— Data under study —
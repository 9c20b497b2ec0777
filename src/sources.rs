//! Periodic Built-in Sources
//!
//! Three pseudo-sources generate the steady-state traffic: SENSOR samples,
//! HB liveness beats and TELEM snapshots. Each keeps a next-fire timestamp
//! and fires when the tick's `now_ms` has reached it (signed wraparound
//! comparison), then schedules `now + period`.
//!
//! Rescheduling from `now` rather than from the missed deadline means a
//! delayed tick shifts the phase of a source instead of bursting it; the
//! tick driver's catch-up loop is what preserves the overall cadence.

use heapless::Vec;

use crate::events::{EventKind, EventRecord};
use crate::time::time_reached;

/// Fixed-cadence generator for the three built-in streams.
#[derive(Debug, Clone)]
pub struct SourceScheduler {
    sensor_period_ms: u32,
    hb_period_ms: u32,
    telem_period_ms: u32,
    t_next_sensor: u32,
    t_next_hb: u32,
    t_next_telem: u32,
}

impl SourceScheduler {
    /// Create a scheduler with each source due one period after
    /// `start_ms`.
    pub fn new(start_ms: u32, sensor_period_ms: u32, hb_period_ms: u32, telem_period_ms: u32) -> Self {
        Self {
            sensor_period_ms,
            hb_period_ms,
            telem_period_ms,
            t_next_sensor: start_ms.wrapping_add(sensor_period_ms),
            t_next_hb: start_ms.wrapping_add(hb_period_ms),
            t_next_telem: start_ms.wrapping_add(telem_period_ms),
        }
    }

    /// Fire every source whose deadline has passed, returning the produced
    /// events in source order (sensor, hb, telem).
    pub fn poll(&mut self, now_ms: u32) -> Vec<EventRecord, 3> {
        let mut fired = Vec::new();

        if time_reached(now_ms, self.t_next_sensor) {
            self.t_next_sensor = now_ms.wrapping_add(self.sensor_period_ms);
            let sample = ((now_ms / 10) & 0xFFFF) as u16;
            if let Some(ev) = EventRecord::new(EventKind::Sensor, 0, now_ms, &sample.to_le_bytes())
            {
                let _ = fired.push(ev);
            }
        }

        if time_reached(now_ms, self.t_next_hb) {
            self.t_next_hb = now_ms.wrapping_add(self.hb_period_ms);
            if let Some(ev) = EventRecord::new(EventKind::Hb, 0, now_ms, &[0x01]) {
                let _ = fired.push(ev);
            }
        }

        if time_reached(now_ms, self.t_next_telem) {
            self.t_next_telem = now_ms.wrapping_add(self.telem_period_ms);
            if let Some(ev) = EventRecord::new(EventKind::Telem, 0, now_ms, &now_ms.to_le_bytes()) {
                let _ = fired.push(ev);
            }
        }

        fired
    }
}

#[cfg(test)]
mod tests {
    use super::*;

    #[test]
    fn first_fire_is_one_period_out() {
        let mut sched = SourceScheduler::new(0, 80, 200, 1000);
        assert!(sched.poll(0).is_empty());
        assert!(sched.poll(60).is_empty());

        let fired = sched.poll(80);
        assert_eq!(fired.len(), 1);
        assert_eq!(fired[0].kind, EventKind::Sensor);
    }

    #[test]
    fn cadences_are_honored() {
        let mut sched = SourceScheduler::new(0, 80, 200, 1000);
        sched.poll(80);

        assert!(sched.poll(140).is_empty());

        let fired = sched.poll(160);
        assert_eq!(fired.len(), 1);
        assert_eq!(fired[0].kind, EventKind::Sensor);

        let fired = sched.poll(240);
        let kinds: Vec<EventKind, 3> = fired.iter().map(|e| e.kind).collect();
        assert_eq!(&kinds[..], &[EventKind::Sensor, EventKind::Hb]);
    }

    #[test]
    fn delayed_poll_shifts_phase() {
        let mut sched = SourceScheduler::new(0, 80, 1_000_000, 1_000_000);
        // Sensor was due at 80; the delayed fire reschedules from 130.
        let fired = sched.poll(130);
        assert_eq!(fired.len(), 1);
        assert!(sched.poll(200).is_empty());
        assert_eq!(sched.poll(210).len(), 1);
    }

    #[test]
    fn payload_encodings() {
        let mut sched = SourceScheduler::new(0, 80, 200, 1000);
        let fired = sched.poll(1250);

        let sensor = &fired[0];
        assert_eq!(sensor.payload(), &125u16.to_le_bytes());

        let hb = &fired[1];
        assert_eq!(hb.payload(), &[0x01]);

        let telem = &fired[2];
        assert_eq!(telem.payload(), &1250u32.to_le_bytes());
    }

    #[test]
    fn fires_across_rollover() {
        let start = u32::MAX - 30;
        let mut sched = SourceScheduler::new(start, 80, 200, 1000);
        // Sensor deadline wrapped to 49; not due right before the rollover.
        assert!(sched.poll(start).is_empty());
        let fired = sched.poll(60);
        assert_eq!(fired.len(), 1);
        assert_eq!(fired[0].kind, EventKind::Sensor);
    }
}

— Exercise —
Write out exactly the lines from the start of the material through the line with "a next-fire timestamp". No other output is expected.

— Response area —
repository 9c20b497b2ec0777
filename src/sources.rs
//! Periodic Built-in Sources
//!
//! Three pseudo-sources generate the steady-state traffic: SENSOR samples,
//! HB liveness beats and TELEM snapshots. Each keeps a next-fire timestamp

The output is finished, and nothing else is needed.